Reactive Spring: Reactive Web Explained

Spring MVC works on top of the Servlet API and follows a “one thread per request” model. This means that every incoming request needs its own thread. When the number of requests grows very largely, the server may end up managing too many threads, which leads to extra memory and CPU cost.

Spring WebFlux takes a different approach. It is built on the Reactive Streams standard and uses non-blocking I/O with an event-loop style of processing. Instead of creating a new thread for every request, a small number of threads can handle many requests efficiently. This makes it much better for applications that spend a lot of time waiting on I/O operations, such as calling external services or databases. WebFlux is powered by Project Reactor, which introduces the core types Flux and Mono for handling reactive data flows.

The key idea: WebFlux is not meant to replace Spring MVC. Rather, it provides an alternative choice when you need applications that are scalable and non-blocking.


1. WebFlux Programming Models

(1) Annotation-based

Similar to Spring MVC (@RestController, @RequestMapping), but the return type is Mono/Flux instead of plain objects.

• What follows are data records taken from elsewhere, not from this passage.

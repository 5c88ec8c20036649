use tracing_subscriber::{layer::SubscriberExt, util::SubscriberInitExt};

/// Main entry point for the follow-up document service
///
/// Loads `.env`, initialises logging and serves the REST API.
///
/// # Environment Variables
/// - `FOLLOWUP_REST_ADDR`: REST server address (default: "127.0.0.1:8000")
/// - `FOLLOWUP_DATA_DIR`: Directory holding `physicians.json` (default: "data")
/// - `FOLLOWUP_TEMPLATE_FILE`: Word template for follow-up notes
/// - `FOLLOWUP_OUTPUT_DIR`: Directory for generated DOCX/PDF files (default: "PRC_Files_Folder")
/// - `FOLLOWUP_WEBDRIVER_URL`: chromedriver endpoint used for portal uploads
///
/// # Returns
/// * `Ok(())` - If the server starts and shuts down cleanly
/// * `Err(anyhow::Error)` - If configuration, startup or the server fails
#[tokio::main]
async fn main() -> anyhow::Result<()> {
    dotenvy::dotenv().ok();

    tracing_subscriber::registry()
        .with(
            tracing_subscriber::EnvFilter::from_default_env()
                .add_directive("followup_run=info".parse()?)
                .add_directive("api_rest=info".parse()?)
                .add_directive("followup_core=info".parse()?)
                .add_directive("followup_portal=info".parse()?),
        )
        .with(tracing_subscriber::fmt::layer())
        .init();

    let (rest_addr, app) = api_rest::app_from_lookup(|key| std::env::var(key).ok())?;

    tracing::info!("++ Starting follow-up REST on {}", rest_addr);
    api_rest::serve(&rest_addr, app).await?;

    Ok(())
}
//! DOCX to PDF conversion.

use crate::constants::PDF_EXTENSION;
use crate::{CoreConfig, FollowUpError, FollowUpResult};
use async_trait::async_trait;
use std::path::{Path, PathBuf};
use std::process::Stdio;
use std::sync::Arc;
use std::time::Duration;
use tokio::process::Command;

/// Converts a Word document into a PDF.
#[async_trait]
pub trait PdfConverter: Send + Sync {
    /// Converts `docx` and writes `<stem>.pdf` into `out_dir`, returning the PDF path.
    async fn convert(&self, docx: &Path, out_dir: &Path) -> FollowUpResult<PathBuf>;
}

/// Headless LibreOffice (`soffice`) converter.
#[derive(Debug, Clone)]
pub struct SofficeConverter {
    binary: PathBuf,
    timeout: Duration,
}

impl SofficeConverter {
    pub fn new(binary: impl Into<PathBuf>, timeout: Duration) -> Self {
        Self {
            binary: binary.into(),
            timeout,
        }
    }
}

#[async_trait]
impl PdfConverter for SofficeConverter {
    async fn convert(&self, docx: &Path, out_dir: &Path) -> FollowUpResult<PathBuf> {
        let expected = expected_pdf_path(docx, out_dir)?;

        let child = Command::new(&self.binary)
            .arg("--headless")
            .arg("--convert-to")
            .arg(PDF_EXTENSION)
            .arg("--outdir")
            .arg(out_dir)
            .arg(docx)
            .stdin(Stdio::null())
            .stdout(Stdio::piped())
            .stderr(Stdio::piped())
            .kill_on_drop(true)
            .spawn()
            .map_err(|e| {
                FollowUpError::PdfConversion(format!(
                    "failed to start {}: {e}",
                    self.binary.display()
                ))
            })?;

        // Dropping the output future on timeout kills the child.
        let output = tokio::time::timeout(self.timeout, child.wait_with_output())
            .await
            .map_err(|_| {
                FollowUpError::PdfConversion(format!(
                    "timed out after {}s converting {}",
                    self.timeout.as_secs(),
                    docx.display()
                ))
            })?
            .map_err(|e| FollowUpError::PdfConversion(e.to_string()))?;

        if !output.status.success() {
            let stderr = String::from_utf8_lossy(&output.stderr);
            return Err(FollowUpError::PdfConversion(format!(
                "{} exited with {}: {}",
                self.binary.display(),
                output.status,
                stderr.trim()
            )));
        }

        if !expected.is_file() {
            return Err(FollowUpError::PdfConversion(format!(
                "converter reported success but {} was not produced",
                expected.display()
            )));
        }

        tracing::info!("converted {} to {}", docx.display(), expected.display());
        Ok(expected)
    }
}

/// Converter used when conversion is switched off.
#[derive(Debug, Clone, Copy, Default)]
pub struct DisabledConverter;

#[async_trait]
impl PdfConverter for DisabledConverter {
    async fn convert(&self, _docx: &Path, _out_dir: &Path) -> FollowUpResult<PathBuf> {
        Err(FollowUpError::PdfConverterDisabled)
    }
}

/// Builds the converter selected by `cfg`.
pub fn converter_from_config(cfg: &CoreConfig) -> Arc<dyn PdfConverter> {
    match cfg.pdf_converter() {
        Some(binary) => Arc::new(SofficeConverter::new(binary, cfg.pdf_timeout())),
        None => Arc::new(DisabledConverter),
    }
}

/// Path of the PDF a converter is expected to produce for `docx`.
pub fn expected_pdf_path(docx: &Path, out_dir: &Path) -> FollowUpResult<PathBuf> {
    let stem = docx.file_stem().ok_or_else(|| {
        FollowUpError::PdfConversion(format!("{} has no file name", docx.display()))
    })?;
    Ok(out_dir.join(format!("{}.{PDF_EXTENSION}", stem.to_string_lossy())))
}

#[cfg(test)]
mod tests {
    use super::*;
    use tempfile::TempDir;

    #[test]
    fn test_expected_pdf_path_keeps_suffixed_stem() {
        let path = expected_pdf_path(Path::new("/out/Smith John (2).docx"), Path::new("/out"))
            .unwrap();
        assert_eq!(path, Path::new("/out/Smith John (2).pdf"));
    }

    #[test]
    fn test_expected_pdf_path_keeps_inner_dots() {
        let path = expected_pdf_path(Path::new("/out/J. Smith.docx"), Path::new("/out")).unwrap();
        assert_eq!(path, Path::new("/out/J. Smith.pdf"));
    }

    #[tokio::test]
    async fn test_converter_from_config_respects_off() {
        let cfg = CoreConfig::new("d".into(), "t.docx".into(), "o".into())
            .with_pdf_converter(None);
        let converter = converter_from_config(&cfg);

        let err = converter
            .convert(Path::new("a.docx"), Path::new("."))
            .await
            .unwrap_err();

        assert!(matches!(err, FollowUpError::PdfConverterDisabled));
    }

    #[tokio::test]
    async fn test_missing_binary_is_a_conversion_error() {
        let temp = TempDir::new().unwrap();
        let docx = temp.path().join("note.docx");
        std::fs::write(&docx, b"docx").unwrap();
        let converter = SofficeConverter::new(
            temp.path().join("no-such-soffice"),
            Duration::from_secs(5),
        );

        let err = converter.convert(&docx, temp.path()).await.unwrap_err();

        assert!(matches!(err, FollowUpError::PdfConversion(ref m) if m.contains("failed to start")));
    }

    #[cfg(unix)]
    #[tokio::test]
    async fn test_successful_exit_without_output_is_an_error() {
        let temp = TempDir::new().unwrap();
        let docx = temp.path().join("note.docx");
        std::fs::write(&docx, b"docx").unwrap();
        let converter = SofficeConverter::new("true", Duration::from_secs(5));

        let err = converter.convert(&docx, temp.path()).await.unwrap_err();

        assert!(matches!(err, FollowUpError::PdfConversion(ref m) if m.contains("was not produced")));
    }
}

Annotation style feels familiar for MVC developers.

@RestController
public class GreetingController {
    @GetMapping("/hello")
    public Mono<String> hello() {
        return Mono.just("Hello, Reactive World!");
    }
}

(2) Functional Routing

A more functional, DSL-style approach using RouterFunction and HandlerFunction.

Functional style is lightweight and flexible, similar to frameworks like Express.js or Ktor.

@Configuration
public class RouterConfig {
    @Bean
    public RouterFunction<ServerResponse> route(GreetingHandler handler) {
        return RouterFunctions
                .route(RequestPredicates.GET("/hello"), handler::hello);
    }
}

@Component
public class GreetingHandler {
    public Mono<ServerResponse> hello(ServerRequest request) {
        return ServerResponse.ok().bodyValue("Hello, Reactive World!");
    }
}

2. Return Types: Mono vs Flux

@GetMapping("/users/{id}")
public Mono<User> getUser(@PathVariable String id) {
    return userRepository.findById(id);
}

@GetMapping("/users")
public Flux<User> getAllUsers() {
    return userRepository.findAll();
}

3. Backpressure

Reactive Streams include backpressure: the subscriber tells the publisher “I can only handle 5 items right now.”

Flux.range(1, 1000)
    .log()
    .limitRate(100); // request 100 items at a time

This prevents overload and keeps the system stable.


4. WebClient (Replacing RestTemplate)

WebClient client = WebClient.create("http://localhost:8080");

Mono<User> user = client.get()
        .uri("/users/{id}", "123")
        .retrieve()
        .bodyToMono(User.class);

WebClient is the modern choice for microservices and concurrent API calls.


5. WebFlux vs Spring MVC

Feature Spring MVC Spring WebFlux
Foundation Servlet API (blocking I/O) Reactive Streams + Netty/Undertow/Tomcat (non-blocking I/O)
Concurrency Thread per request Small event-loop thread pool
Return Types Plain objects Mono / Flux
HTTP Client RestTemplate WebClient
Best Use Case CPU-bound apps, moderate traffic I/O-heavy, high-concurrency apps

6. Example: Streaming Data

This streams data to the client using Server-Sent Events (SSE).
The front-end can use EventSource to receive updates in real time.

@GetMapping(value = "/stream", produces = MediaType.TEXT_EVENT_STREAM_VALUE)
public Flux<String> stream() {
    return Flux.interval(Duration.ofSeconds(1))
               .map(seq -> "Message " + seq);
}

7. Key Takeaways

  1. WebFlux = reactive programming + non-blocking I/O.
  2. Core types: Mono and Flux.
  3. Two styles: Annotation-based (MVC-like) and Functional routing (DSL-like).
  4. Use WebClient, not RestTemplate, for async calls.
  5. Backpressure ensures system stability.
  6. Best for high-concurrency, I/O-bound applications.